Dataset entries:
····················

pub mod config;
pub mod controller;

pub use config::Courier;
//! JSON request and response bodies.
//!
//! Field names follow the camelCase wire format. Requests convert into the
//! dispatch engine's types; attachment content arrives base64-encoded.

use std::time::Duration;

use base64::{Engine, engine::general_purpose::STANDARD};
use courier_common::RelayConfig;
use courier_dispatch::{
    Attachment, Body, DeliveryMode, DispatchRequest, DispatchSummary, SingleMessageRequest,
    TransmissionOutcome, ValidationError,
};
use serde::{Deserialize, Serialize};

#[derive(Debug, Clone, Deserialize)]
#[serde(rename_all = "camelCase")]
pub struct WireAttachment {
    pub filename: String,
    /// Base64
    pub content: String,
    pub content_type: String,
}

fn decode_attachments(
    attachments: Vec<WireAttachment>,
) -> Result<Vec<Attachment>, ValidationError> {
    attachments
        .into_iter()
        .enumerate()
        .map(|(i, attachment)| {
            let data = STANDARD
                .decode(attachment.content.trim())
                .map_err(|err| ValidationError::new(format!("attachments[{i}].content"), err.to_string()))?;
            Ok(Attachment::new(
                attachment.filename,
                attachment.content_type,
                data,
            ))
        })
        .collect()
}

/// `POST /api/send-email`
#[derive(Debug, Clone, Deserialize)]
#[serde(rename_all = "camelCase")]
pub struct SendEmailRequest {
    pub smtp: RelayConfig,
    #[serde(default)]
    pub from: Option<String>,
    pub to: Vec<String>,
    #[serde(default)]
    pub cc: Vec<String>,
    #[serde(default)]
    pub bcc: Vec<String>,
    #[serde(default)]
    pub subject: String,
    #[serde(default)]
    pub text: Option<String>,
    #[serde(default)]
    pub html: Option<String>,
    #[serde(default)]
    pub attachments: Vec<WireAttachment>,
}

impl SendEmailRequest {
    /// Splits into the relay and the message.
    pub fn into_parts(self) -> Result<(RelayConfig, SingleMessageRequest), ValidationError> {
        let attachments = decode_attachments(self.attachments)?;
        Ok((
            self.smtp,
            SingleMessageRequest {
                from: self.from,
                to: self.to,
                cc: self.cc,
                bcc: self.bcc,
                subject: self.subject,
                body: Body {
                    text: self.text,
                    html: self.html,
                },
                attachments,
            },
        ))
    }
}

#[derive(Debug, Clone, Copy, PartialEq, Eq, Default, Deserialize)]
#[serde(rename_all = "lowercase")]
pub enum SendMethod {
    /// One message per recipient
    #[default]
    Individual,
    /// One message to everyone
    Batch,
}

impl From<SendMethod> for DeliveryMode {
    fn from(method: SendMethod) -> Self {
        match method {
            SendMethod::Individual => Self::Individual,
            SendMethod::Batch => Self::CombinedRecipients,
        }
    }
}

/// `POST /api/send-bulk-email`
#[derive(Debug, Clone, Deserialize)]
#[serde(rename_all = "camelCase")]
pub struct BulkEmailRequest {
    pub smtp: RelayConfig,
    #[serde(default)]
    pub from: Option<String>,
    pub recipients: Vec<String>,
    #[serde(default)]
    pub subject: String,
    #[serde(default)]
    pub text: Option<String>,
    #[serde(default)]
    pub html: Option<String>,
    #[serde(default)]
    pub send_method: SendMethod,
    #[serde(default)]
    pub batch_size: Option<usize>,
    /// Milliseconds
    #[serde(default)]
    pub delay_between_batches: Option<u64>,
    #[serde(default)]
    pub attachments: Vec<WireAttachment>,
}

impl BulkEmailRequest {
    pub fn into_parts(self) -> Result<(RelayConfig, DispatchRequest), ValidationError> {
        let attachments = decode_attachments(self.attachments)?;
        Ok((
            self.smtp,
            DispatchRequest {
                from: self.from,
                recipients: self.recipients,
                subject: self.subject,
                body: Body {
                    text: self.text,
                    html: self.html,
                },
                attachments,
                mode: Some(self.send_method.into()),
                batch_size: self.batch_size,
                pause: self.delay_between_batches.map(Duration::from_millis),
            },
        ))
    }
}

#[derive(Debug, Serialize)]
#[serde(rename_all = "camelCase")]
pub struct HealthResponse {
    pub success: bool,
    pub message: &'static str,
    pub timestamp: String,
    pub version: &'static str,
}

#[derive(Debug, Serialize)]
#[serde(rename_all = "camelCase")]
pub struct MessageResponse {
    pub success: bool,
    pub message: &'static str,
    #[serde(skip_serializing_if = "Option::is_none")]
    pub message_id: Option<String>,
}

#[derive(Debug, Serialize)]
pub struct SummaryCounts {
    pub total: usize,
    pub successful: usize,
    pub failed: usize,
}

#[derive(Debug, Serialize)]
#[serde(rename_all = "camelCase")]
pub struct BulkEmailResponse {
    pub success: bool,
    pub message: &'static str,
    pub results: Vec<TransmissionOutcome>,
    pub errors: Vec<TransmissionOutcome>,
    pub summary: SummaryCounts,
    #[serde(skip_serializing_if = "std::ops::Not::not")]
    pub cancelled: bool,
}

impl From<DispatchSummary> for BulkEmailResponse {
    fn from(summary: DispatchSummary) -> Self {
        let (results, errors) = summary
            .outcomes
            .into_iter()
            .partition(|outcome| outcome.success);

        Self {
            success: true,
            message: "Bulk email operation completed",
            results,
            errors,
            summary: SummaryCounts {
                total: summary.total,
                successful: summary.successful,
                failed: summary.failed,
            },
            cancelled: summary.cancelled,
        }
    }
}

····················

● Activity: Some lines in the data above hold the string "Duration". Find and copy each of them.

● Answer section:
use std::time::Duration;
                pause: self.delay_between_batches.map(Duration::from_millis),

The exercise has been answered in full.